Both acts were based on Article 175(1) TEC, while the Commission argued that both acts should have been based Article 133 TEC, the Common Commercial Policy.106 The aim of the Convention was to promote responsible international trade of certain hazardous chemicals in order to protect human health and the environment. The primary measure was the establishment of a prior informed consent (PIC) procedure for certain hazardous chemicals. The Commission argued that the effects of the measure were only indirect and distant on the environment, while the impact on trade in hazardous chemicals was direct and immediate.107 The Council argued that Article 175(1) TEC was the correct legal basis, because it showed resemblance to the Cartagena Protocol on Biosafety, which the Court has found should rightly be approved on the basis of Article 175(1) TEC. Furthermore, the Council argued that the PIC procedure was ‘a typical instrument of environmental policy’.108

The Court followed the reasoning of the Council that the Conventions main objective was to protect the environment and human health. However, the Court also acknowledged that the measure did have direct and immediate effect on trade in hazardous chemicals. The Court argued that both components are ‘indissociably linked, neither of which can be regarded as

104 2003/106/EC: Council Decision of 19 December 2002 concerning the approval, on behalf of the European Community, of the Rotterdam Convention on the Prior Informed Consent Procedure for certain hazardous chemicals and pesticides in international trade [2002] OJ L 63, 6.3.2003.

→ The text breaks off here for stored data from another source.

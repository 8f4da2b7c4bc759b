use std::fmt;

use chrono::{DateTime, Utc};

use super::range::{DAY, MONTH, YEAR};

/// Turns scaled tick values into label text.
///
/// `update_formatter` sees every tick of a pass before any label is produced,
/// so precision or a shared exponent can be chosen once for all ticks.
pub trait AxisLabelFormatter: fmt::Debug {
    fn to_string(&self, scaled_value: f64) -> String;

    fn update_formatter(&mut self, tick_values: &[f64], unit_scaling: f64);
}

/// Values at or above this magnitude switch to a shared exponent.
const EXPONENT_UPPER: f64 = 1e5;
const EXPONENT_LOWER: f64 = 1e-3;
const MAX_PRECISION: usize = 12;

/// Decimal formatter with shared precision and optional shared exponent.
#[derive(Debug, Clone, PartialEq, Eq)]
pub struct DefaultFormatter {
    precision: usize,
    exponent: Option<i32>,
}

impl Default for DefaultFormatter {
    fn default() -> Self {
        Self {
            precision: 2,
            exponent: None,
        }
    }
}

impl DefaultFormatter {
    #[must_use]
    pub fn precision(&self) -> usize {
        self.precision
    }

    #[must_use]
    pub fn exponent(&self) -> Option<i32> {
        self.exponent
    }
}

impl AxisLabelFormatter for DefaultFormatter {
    fn to_string(&self, scaled_value: f64) -> String {
        if !scaled_value.is_finite() {
            return "nan".to_owned();
        }
        let precision = self.precision;
        match self.exponent {
            Some(exponent) => {
                let mantissa = scaled_value / 10.0_f64.powi(exponent);
                format!("{}E{exponent}", fix_negative_zero(format!("{mantissa:.precision$}")))
            }
            None => fix_negative_zero(format!("{scaled_value:.precision$}")),
        }
    }

    fn update_formatter(&mut self, tick_values: &[f64], unit_scaling: f64) {
        let scaling = if unit_scaling.is_finite() && unit_scaling != 0.0 {
            unit_scaling
        } else {
            1.0
        };
        let scaled: Vec<f64> = tick_values.iter().map(|value| value / scaling).collect();
        let step = tick_step_hint_from_values(&scaled);
        let max_abs = scaled
            .iter()
            .filter(|value| value.is_finite())
            .fold(0.0_f64, |acc, value| acc.max(value.abs()));

        if max_abs >= EXPONENT_UPPER || (max_abs > 0.0 && max_abs < EXPONENT_LOWER) {
            let exponent = max_abs.log10().floor() as i32;
            self.exponent = Some(exponent);
            self.precision = precision_from_step(step / 10.0_f64.powi(exponent));
        } else {
            self.exponent = None;
            self.precision = if step > 0.0 {
                precision_from_step(step)
            } else {
                precision_from_step(max_abs)
            };
        }
    }
}

/// Log axis labels: decades far from one use `1E<n>`, the rest plain decimals.
#[derive(Debug, Clone, Copy, Default)]
pub struct LogFormatter;

impl AxisLabelFormatter for LogFormatter {
    fn to_string(&self, scaled_value: f64) -> String {
        if !scaled_value.is_finite() {
            return "nan".to_owned();
        }
        if scaled_value <= 0.0 {
            return fix_negative_zero(format!("{scaled_value}"));
        }
        let exponent = scaled_value.log10().round() as i32;
        let decade = 10.0_f64.powi(exponent);
        if exponent.abs() >= 3 && (scaled_value - decade).abs() <= decade * 1e-9 {
            return format!("1E{exponent}");
        }
        let precision = (-scaled_value.log10().floor()).clamp(0.0, MAX_PRECISION as f64) as usize;
        format!("{scaled_value:.precision$}")
    }

    fn update_formatter(&mut self, _tick_values: &[f64], _unit_scaling: f64) {}
}

/// Unix-seconds formatter picking the pattern from the tick spacing.
#[derive(Debug, Clone, PartialEq, Eq)]
pub struct TimeFormatter {
    pattern: &'static str,
}

impl Default for TimeFormatter {
    fn default() -> Self {
        Self {
            pattern: "%Y-%m-%d %H:%M:%S",
        }
    }
}

impl TimeFormatter {
    #[must_use]
    pub fn pattern(&self) -> &'static str {
        self.pattern
    }

    fn pattern_for(step: f64, span: f64) -> &'static str {
        if step <= 0.0 || !step.is_finite() {
            "%Y-%m-%d %H:%M:%S"
        } else if step < 1.0 {
            "%H:%M:%S%.3f"
        } else if step < 60.0 {
            "%H:%M:%S"
        } else if step < DAY {
            if span > DAY { "%m-%d %H:%M" } else { "%H:%M" }
        } else if step < MONTH * 0.9 {
            "%Y-%m-%d"
        } else if step < YEAR * 0.9 {
            "%Y-%m"
        } else {
            "%Y"
        }
    }
}

impl AxisLabelFormatter for TimeFormatter {
    fn to_string(&self, scaled_value: f64) -> String {
        if !scaled_value.is_finite() {
            return "nan".to_owned();
        }
        let seconds = scaled_value.floor();
        let nanos = ((scaled_value - seconds) * 1e9).round().clamp(0.0, 999_999_999.0) as u32;
        match DateTime::<Utc>::from_timestamp(seconds as i64, nanos) {
            Some(instant) => instant.format(self.pattern).to_string(),
            None => format!("{scaled_value:.0}"),
        }
    }

    fn update_formatter(&mut self, tick_values: &[f64], unit_scaling: f64) {
        let scaling = if unit_scaling.is_finite() && unit_scaling != 0.0 {
            unit_scaling
        } else {
            1.0
        };
        let step = tick_step_hint_from_values(tick_values) / scaling;
        let span = match (tick_values.first(), tick_values.last()) {
            (Some(first), Some(last)) => (last - first).abs() / scaling,
            _ => 0.0,
        };
        self.pattern = Self::pattern_for(step, span);
    }
}

/// Default formatters keyed by `{is_time, is_log}`, built once per axis.
#[derive(Debug)]
pub(crate) struct FormatterTable {
    formatters: [Box<dyn AxisLabelFormatter>; 4],
}

impl FormatterTable {
    pub(crate) fn new() -> Self {
        Self {
            formatters: [
                Box::new(DefaultFormatter::default()),
                Box::new(LogFormatter),
                Box::new(TimeFormatter::default()),
                Box::new(TimeFormatter::default()),
            ],
        }
    }

    const fn index(is_time: bool, is_log: bool) -> usize {
        ((is_time as usize) << 1) | is_log as usize
    }

    pub(crate) fn get(&self, is_time: bool, is_log: bool) -> &dyn AxisLabelFormatter {
        self.formatters[Self::index(is_time, is_log)].as_ref()
    }

    pub(crate) fn get_mut(&mut self, is_time: bool, is_log: bool) -> &mut dyn AxisLabelFormatter {
        self.formatters[Self::index(is_time, is_log)].as_mut()
    }
}

/// Smallest positive spacing between consecutive values.
pub(crate) fn tick_step_hint_from_values(values: &[f64]) -> f64 {
    let best = values
        .windows(2)
        .map(|pair| (pair[1] - pair[0]).abs())
        .filter(|step| step.is_finite() && *step > 0.0)
        .fold(f64::INFINITY, f64::min);
    if best.is_finite() { best } else { 0.0 }
}

fn precision_from_step(step: f64) -> usize {
    if !step.is_finite() || step <= 0.0 {
        return 0;
    }
    let text = format!("{:.12}", step.abs());
    let Some((_, fraction)) = text.split_once('.') else {
        return 0;
    };
    fraction.trim_end_matches('0').len().min(MAX_PRECISION)
}

fn fix_negative_zero(text: String) -> String {
    let is_zero = text
        .trim_start_matches('-')
        .chars()
        .all(|ch| ch == '0' || ch == '.');
    if is_zero && text.starts_with('-') {
        text[1..].to_owned()
    } else {
        text
    }
}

105 Regulation (EC) No 304/2003 of the European Parliament and of the Council of 28 January 2003 concerning the export and import of dangerous chemicals [2003] OJ 2003 L 63.

106 Case C-94/03 Commission of the European Communities v Council of the European Union [2006] ECLI:EU:C:2006:2 par 1.

Case C-178/03 Commission of the European Communities v European Parliament and Council of the European Union [2006] ECLI:EU:C:2006:4 par 1.

107 C-94/03 paras 21-26 & C-178/03 paras 28-34. 108 C-94/03 paras 27-33 & C-178/03 paras 35-39.